◆ Work to be completed ◆
Take the data below and filter it for lines containing the word "written"; show each line found.

◆ Supplied records ◆

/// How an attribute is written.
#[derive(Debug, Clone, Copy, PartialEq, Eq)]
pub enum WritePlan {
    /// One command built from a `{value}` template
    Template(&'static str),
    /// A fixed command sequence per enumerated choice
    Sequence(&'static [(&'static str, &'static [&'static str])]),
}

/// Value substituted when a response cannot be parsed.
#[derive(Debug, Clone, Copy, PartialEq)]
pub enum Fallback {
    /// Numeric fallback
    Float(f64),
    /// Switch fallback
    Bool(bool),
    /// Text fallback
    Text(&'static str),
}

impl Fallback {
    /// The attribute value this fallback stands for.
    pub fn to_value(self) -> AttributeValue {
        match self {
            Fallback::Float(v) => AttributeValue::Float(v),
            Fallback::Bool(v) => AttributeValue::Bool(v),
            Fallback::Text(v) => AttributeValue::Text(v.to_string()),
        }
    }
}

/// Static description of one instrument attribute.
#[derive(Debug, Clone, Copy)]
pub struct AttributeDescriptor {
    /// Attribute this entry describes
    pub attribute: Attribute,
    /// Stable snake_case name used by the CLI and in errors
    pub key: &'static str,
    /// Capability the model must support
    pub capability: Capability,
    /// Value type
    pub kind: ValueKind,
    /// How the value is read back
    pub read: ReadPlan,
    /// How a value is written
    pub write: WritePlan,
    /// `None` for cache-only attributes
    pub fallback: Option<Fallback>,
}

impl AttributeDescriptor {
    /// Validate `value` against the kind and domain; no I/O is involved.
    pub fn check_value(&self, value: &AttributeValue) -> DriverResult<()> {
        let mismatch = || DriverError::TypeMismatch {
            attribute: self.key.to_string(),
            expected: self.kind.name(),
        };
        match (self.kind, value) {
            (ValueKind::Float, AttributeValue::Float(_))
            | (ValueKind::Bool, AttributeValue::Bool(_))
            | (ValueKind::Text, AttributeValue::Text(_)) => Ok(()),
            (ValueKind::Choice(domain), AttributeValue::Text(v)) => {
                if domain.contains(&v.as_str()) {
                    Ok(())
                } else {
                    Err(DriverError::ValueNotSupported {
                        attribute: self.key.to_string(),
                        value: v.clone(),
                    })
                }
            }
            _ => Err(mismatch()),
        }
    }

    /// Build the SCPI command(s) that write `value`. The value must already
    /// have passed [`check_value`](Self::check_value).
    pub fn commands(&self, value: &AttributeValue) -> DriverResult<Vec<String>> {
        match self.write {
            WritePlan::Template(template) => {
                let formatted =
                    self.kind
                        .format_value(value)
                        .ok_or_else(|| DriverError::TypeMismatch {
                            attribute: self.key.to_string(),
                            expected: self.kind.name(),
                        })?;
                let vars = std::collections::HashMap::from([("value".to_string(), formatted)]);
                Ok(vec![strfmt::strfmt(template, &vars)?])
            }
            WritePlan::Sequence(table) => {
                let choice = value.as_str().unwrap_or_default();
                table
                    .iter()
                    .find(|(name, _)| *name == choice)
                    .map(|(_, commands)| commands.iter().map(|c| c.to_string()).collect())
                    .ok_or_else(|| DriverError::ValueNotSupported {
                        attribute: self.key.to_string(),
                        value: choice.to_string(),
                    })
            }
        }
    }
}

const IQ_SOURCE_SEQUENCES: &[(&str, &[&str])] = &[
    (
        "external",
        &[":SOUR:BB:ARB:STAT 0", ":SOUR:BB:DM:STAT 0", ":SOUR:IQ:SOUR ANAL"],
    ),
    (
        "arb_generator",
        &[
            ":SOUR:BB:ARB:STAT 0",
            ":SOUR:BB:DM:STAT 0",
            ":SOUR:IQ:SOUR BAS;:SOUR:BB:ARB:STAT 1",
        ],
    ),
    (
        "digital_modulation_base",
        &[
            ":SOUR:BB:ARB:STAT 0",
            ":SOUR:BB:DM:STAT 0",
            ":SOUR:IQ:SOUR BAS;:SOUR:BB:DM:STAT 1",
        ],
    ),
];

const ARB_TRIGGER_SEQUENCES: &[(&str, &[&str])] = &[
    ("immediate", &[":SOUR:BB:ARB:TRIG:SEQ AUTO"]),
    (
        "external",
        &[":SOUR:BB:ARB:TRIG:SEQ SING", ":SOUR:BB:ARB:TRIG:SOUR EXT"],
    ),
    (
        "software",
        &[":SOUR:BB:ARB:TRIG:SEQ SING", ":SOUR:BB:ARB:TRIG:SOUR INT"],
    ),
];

◆ Result below ◆
/// How an attribute is written.
    /// How a value is written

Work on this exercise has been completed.